Goal of the exercise | Where the string "RwLock" appears in a line of the material below, copy that line.

=======

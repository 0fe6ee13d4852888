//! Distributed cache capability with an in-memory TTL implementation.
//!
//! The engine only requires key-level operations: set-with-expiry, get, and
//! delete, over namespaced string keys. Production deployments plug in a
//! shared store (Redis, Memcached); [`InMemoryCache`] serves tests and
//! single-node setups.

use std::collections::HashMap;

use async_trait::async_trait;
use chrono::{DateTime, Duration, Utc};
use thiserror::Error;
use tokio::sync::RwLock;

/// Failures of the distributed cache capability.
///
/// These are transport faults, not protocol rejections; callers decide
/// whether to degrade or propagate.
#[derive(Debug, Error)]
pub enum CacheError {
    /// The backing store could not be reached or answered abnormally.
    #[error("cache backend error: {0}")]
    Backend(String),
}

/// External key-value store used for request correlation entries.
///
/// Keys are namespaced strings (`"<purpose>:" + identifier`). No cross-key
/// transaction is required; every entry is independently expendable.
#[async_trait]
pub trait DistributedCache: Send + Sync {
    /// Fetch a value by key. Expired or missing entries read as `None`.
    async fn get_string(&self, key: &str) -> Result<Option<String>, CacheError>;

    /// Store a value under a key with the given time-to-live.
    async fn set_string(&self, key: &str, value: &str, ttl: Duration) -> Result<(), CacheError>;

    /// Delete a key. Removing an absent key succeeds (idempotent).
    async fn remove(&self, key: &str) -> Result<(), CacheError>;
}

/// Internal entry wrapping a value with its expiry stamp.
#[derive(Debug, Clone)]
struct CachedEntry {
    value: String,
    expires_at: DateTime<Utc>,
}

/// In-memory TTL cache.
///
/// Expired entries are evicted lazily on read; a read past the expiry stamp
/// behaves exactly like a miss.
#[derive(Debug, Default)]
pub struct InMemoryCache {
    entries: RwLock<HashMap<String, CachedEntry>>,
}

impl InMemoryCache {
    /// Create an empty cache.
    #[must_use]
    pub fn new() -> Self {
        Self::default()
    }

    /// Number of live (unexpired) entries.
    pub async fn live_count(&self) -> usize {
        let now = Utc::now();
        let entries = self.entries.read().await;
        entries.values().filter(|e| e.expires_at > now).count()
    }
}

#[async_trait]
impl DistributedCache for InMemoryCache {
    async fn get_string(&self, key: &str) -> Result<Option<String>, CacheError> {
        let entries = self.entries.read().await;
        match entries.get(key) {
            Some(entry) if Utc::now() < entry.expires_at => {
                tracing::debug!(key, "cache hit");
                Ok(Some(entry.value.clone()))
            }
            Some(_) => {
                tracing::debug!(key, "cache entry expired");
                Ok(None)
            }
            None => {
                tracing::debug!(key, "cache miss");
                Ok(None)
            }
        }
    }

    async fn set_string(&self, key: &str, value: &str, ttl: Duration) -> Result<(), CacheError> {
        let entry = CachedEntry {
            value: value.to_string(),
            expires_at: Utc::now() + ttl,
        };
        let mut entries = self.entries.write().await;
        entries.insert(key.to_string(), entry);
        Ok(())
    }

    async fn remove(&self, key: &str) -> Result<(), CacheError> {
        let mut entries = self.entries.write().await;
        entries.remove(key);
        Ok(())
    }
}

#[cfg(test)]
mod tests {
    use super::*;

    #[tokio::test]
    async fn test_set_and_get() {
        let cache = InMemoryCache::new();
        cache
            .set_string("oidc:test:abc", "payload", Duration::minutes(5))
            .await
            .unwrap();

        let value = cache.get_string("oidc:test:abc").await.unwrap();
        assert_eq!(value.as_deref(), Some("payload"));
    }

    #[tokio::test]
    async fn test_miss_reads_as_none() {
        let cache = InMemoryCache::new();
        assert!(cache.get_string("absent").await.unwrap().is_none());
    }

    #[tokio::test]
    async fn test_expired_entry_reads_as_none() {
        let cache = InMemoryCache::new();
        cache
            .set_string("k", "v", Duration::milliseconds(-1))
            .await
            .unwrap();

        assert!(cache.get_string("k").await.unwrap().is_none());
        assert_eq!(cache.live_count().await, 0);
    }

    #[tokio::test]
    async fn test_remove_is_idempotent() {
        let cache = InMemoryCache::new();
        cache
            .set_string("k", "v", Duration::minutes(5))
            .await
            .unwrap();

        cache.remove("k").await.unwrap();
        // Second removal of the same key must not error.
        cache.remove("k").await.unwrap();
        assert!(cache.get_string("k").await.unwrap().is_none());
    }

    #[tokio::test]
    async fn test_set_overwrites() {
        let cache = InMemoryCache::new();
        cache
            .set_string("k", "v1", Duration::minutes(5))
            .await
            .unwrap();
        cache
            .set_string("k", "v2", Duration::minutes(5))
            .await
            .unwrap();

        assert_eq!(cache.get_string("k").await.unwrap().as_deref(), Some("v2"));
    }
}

=======

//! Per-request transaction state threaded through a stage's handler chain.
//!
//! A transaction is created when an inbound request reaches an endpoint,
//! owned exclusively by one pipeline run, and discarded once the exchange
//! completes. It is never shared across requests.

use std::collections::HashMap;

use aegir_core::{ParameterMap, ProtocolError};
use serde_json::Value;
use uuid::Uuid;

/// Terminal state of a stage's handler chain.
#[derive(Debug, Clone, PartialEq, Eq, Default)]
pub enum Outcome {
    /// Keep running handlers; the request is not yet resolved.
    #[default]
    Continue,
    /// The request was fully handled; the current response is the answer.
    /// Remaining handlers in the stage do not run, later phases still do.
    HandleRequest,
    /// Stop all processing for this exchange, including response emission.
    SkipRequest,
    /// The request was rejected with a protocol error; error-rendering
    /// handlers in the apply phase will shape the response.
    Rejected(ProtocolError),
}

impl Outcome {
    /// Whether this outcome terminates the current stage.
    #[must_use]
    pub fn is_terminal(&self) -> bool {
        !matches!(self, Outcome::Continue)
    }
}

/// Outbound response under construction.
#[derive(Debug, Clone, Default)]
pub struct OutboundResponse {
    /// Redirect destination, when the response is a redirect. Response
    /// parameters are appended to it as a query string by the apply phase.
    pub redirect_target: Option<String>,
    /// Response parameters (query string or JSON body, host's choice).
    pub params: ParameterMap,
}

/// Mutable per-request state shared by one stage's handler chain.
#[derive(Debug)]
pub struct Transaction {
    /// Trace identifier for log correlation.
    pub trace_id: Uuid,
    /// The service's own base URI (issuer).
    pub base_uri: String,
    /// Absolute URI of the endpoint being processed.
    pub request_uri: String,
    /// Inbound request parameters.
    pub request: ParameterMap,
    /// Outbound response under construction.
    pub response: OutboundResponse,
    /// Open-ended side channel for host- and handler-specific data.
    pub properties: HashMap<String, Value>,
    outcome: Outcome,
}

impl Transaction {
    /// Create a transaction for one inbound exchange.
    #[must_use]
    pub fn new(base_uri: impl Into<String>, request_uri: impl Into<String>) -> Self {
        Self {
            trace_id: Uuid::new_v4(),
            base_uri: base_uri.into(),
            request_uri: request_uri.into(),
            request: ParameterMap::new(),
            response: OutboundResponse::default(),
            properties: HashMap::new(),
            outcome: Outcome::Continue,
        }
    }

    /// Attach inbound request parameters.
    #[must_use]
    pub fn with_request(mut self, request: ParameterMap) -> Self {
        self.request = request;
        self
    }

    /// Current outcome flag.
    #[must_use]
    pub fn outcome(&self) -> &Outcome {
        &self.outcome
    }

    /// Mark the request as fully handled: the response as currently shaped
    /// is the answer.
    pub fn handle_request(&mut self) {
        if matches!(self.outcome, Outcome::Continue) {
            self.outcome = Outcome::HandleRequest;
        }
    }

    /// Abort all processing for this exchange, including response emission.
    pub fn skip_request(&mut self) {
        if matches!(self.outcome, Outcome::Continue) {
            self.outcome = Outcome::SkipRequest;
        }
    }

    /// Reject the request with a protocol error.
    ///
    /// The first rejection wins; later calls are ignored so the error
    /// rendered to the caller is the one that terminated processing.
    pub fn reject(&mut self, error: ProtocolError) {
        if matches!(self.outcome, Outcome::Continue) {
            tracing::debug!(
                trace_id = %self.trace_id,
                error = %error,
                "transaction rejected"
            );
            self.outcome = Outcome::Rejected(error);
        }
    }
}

=======

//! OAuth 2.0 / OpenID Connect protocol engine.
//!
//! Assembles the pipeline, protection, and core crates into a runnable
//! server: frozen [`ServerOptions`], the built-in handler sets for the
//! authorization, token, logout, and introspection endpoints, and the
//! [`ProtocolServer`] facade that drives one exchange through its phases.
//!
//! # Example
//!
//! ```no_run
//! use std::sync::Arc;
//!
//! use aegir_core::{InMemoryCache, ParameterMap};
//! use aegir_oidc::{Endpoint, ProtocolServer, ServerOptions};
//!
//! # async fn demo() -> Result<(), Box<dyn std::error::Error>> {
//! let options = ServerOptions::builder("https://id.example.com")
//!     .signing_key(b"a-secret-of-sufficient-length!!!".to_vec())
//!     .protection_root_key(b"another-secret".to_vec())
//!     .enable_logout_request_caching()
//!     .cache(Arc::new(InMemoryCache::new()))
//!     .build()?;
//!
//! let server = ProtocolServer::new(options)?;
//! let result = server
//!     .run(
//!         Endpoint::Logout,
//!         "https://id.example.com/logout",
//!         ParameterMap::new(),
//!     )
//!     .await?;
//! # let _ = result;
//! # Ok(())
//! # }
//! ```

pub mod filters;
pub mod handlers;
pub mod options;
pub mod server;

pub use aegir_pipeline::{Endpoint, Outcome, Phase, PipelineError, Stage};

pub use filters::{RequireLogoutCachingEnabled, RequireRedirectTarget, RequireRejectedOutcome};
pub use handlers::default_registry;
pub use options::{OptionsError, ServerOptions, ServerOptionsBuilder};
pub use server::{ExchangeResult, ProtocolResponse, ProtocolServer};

=======

Response for this exercise |
use tokio::sync::RwLock;
    entries: RwLock<HashMap<String, CachedEntry>>,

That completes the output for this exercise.